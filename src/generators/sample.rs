//! Sampling one element per random segment

use crate::random::{partition, shuffle};
use crate::{GenError, Result};
use rand::Rng;

/// Pick `num` elements from distinct positions of `items`
///
/// `items` is split into `num` non-empty contiguous segments of random
/// length; one uniform element is taken from each segment and the picks are
/// shuffled so segment order does not show in the output. To sample from a
/// prefix of length `length`, pass `&items[..length]`.
pub fn sample<T: Clone, R: Rng + ?Sized>(rng: &mut R, items: &[T], num: usize) -> Result<Vec<T>> {
    let length = items.len();
    if num == 0 || num > length {
        return Err(GenError::InvalidSample { length, num });
    }

    let segments = partition(rng, length, num, 1)?;

    let mut result = Vec::with_capacity(num);
    let mut start = 0;
    for segment in segments {
        let pick = rng.gen_range(start..start + segment);
        result.push(items[pick].clone());
        start += segment;
    }

    shuffle(rng, &mut result);
    Ok(result)
}

/// [`sample`] over the characters of a string
pub fn sample_str<R: Rng + ?Sized>(rng: &mut R, text: &str, num: usize) -> Result<String> {
    let chars: Vec<char> = text.chars().collect();
    Ok(sample(rng, &chars, num)?.into_iter().collect())
}

#[cfg(test)]
mod tests {
    use super::*;
    use crate::random::seeded;
    use std::collections::HashSet;

    #[test]
    fn test_distinct_positions() {
        let mut rng = seeded(31);
        let items: Vec<usize> = (0..40).collect();
        for num in [1, 2, 13, 40] {
            let picked = sample(&mut rng, &items, num).unwrap();
            assert_eq!(picked.len(), num);
            let unique: HashSet<_> = picked.iter().collect();
            assert_eq!(unique.len(), num);
        }
    }

    #[test]
    fn test_full_sample_is_permutation() {
        let mut rng = seeded(32);
        let items = vec![5, 6, 7, 8];
        let mut picked = sample(&mut rng, &items, 4).unwrap();
        picked.sort_unstable();
        assert_eq!(picked, items);
    }

    #[test]
    fn test_prefix_only() {
        let mut rng = seeded(33);
        let items = vec![1, 2, 3, 100, 200];
        for _ in 0..50 {
            let picked = sample(&mut rng, &items[..3], 2).unwrap();
            assert!(picked.iter().all(|v| *v <= 3));
        }
    }

    #[test]
    fn test_rejects_bad_counts() {
        let mut rng = seeded(34);
        assert!(matches!(
            sample(&mut rng, &[1, 2], 3),
            Err(GenError::InvalidSample { length: 2, num: 3 })
        ));
        assert!(sample(&mut rng, &[1, 2], 0).is_err());
        assert!(sample::<u8, _>(&mut rng, &[], 1).is_err());
    }

    #[test]
    fn test_segment_order_is_hidden() {
        let items: Vec<usize> = (0..10).collect();
        let mut sorted = 0;
        let mut min_first = 0;
        for seed in 0..200 {
            let picked = sample(&mut seeded(seed), &items, 10).unwrap();
            if picked.windows(2).all(|w| w[0] < w[1]) {
                sorted += 1;
            }
            if picked[0] == 0 {
                min_first += 1;
            }
        }
        // a uniform shuffle sorts 10 items once in 10! tries, leads with 0 one time in 10
        assert!(sorted < 2, "{sorted} of 200 samples came back sorted");
        assert!(min_first < 50, "smallest value led {min_first} of 200 samples");
    }

    #[test]
    fn test_sample_str() {
        let mut rng = seeded(35);
        let picked = sample_str(&mut rng, "abcdef", 3).unwrap();
        assert_eq!(picked.chars().count(), 3);
        assert!(picked.chars().all(|c| "abcdef".contains(c)));
    }
}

§ WHAT TO WORK ON: Transcribe the records above exactly, but only from the line that contains "if picked.windows(2).all(|w| w[0]" through their final line, inclusive.

§ EXERCISE SOLUTION:
            if picked.windows(2).all(|w| w[0] < w[1]) {
                sorted += 1;
            }
            if picked[0] == 0 {
                min_first += 1;
            }
        }
        // a uniform shuffle sorts 10 items once in 10! tries, leads with 0 one time in 10
        assert!(sorted < 2, "{sorted} of 200 samples came back sorted");
        assert!(min_first < 50, "smallest value led {min_first} of 200 samples");
    }

    #[test]
    fn test_sample_str() {
        let mut rng = seeded(35);
        let picked = sample_str(&mut rng, "abcdef", 3).unwrap();
        assert_eq!(picked.chars().count(), 3);
        assert!(picked.chars().all(|c| "abcdef".contains(c)));
    }
}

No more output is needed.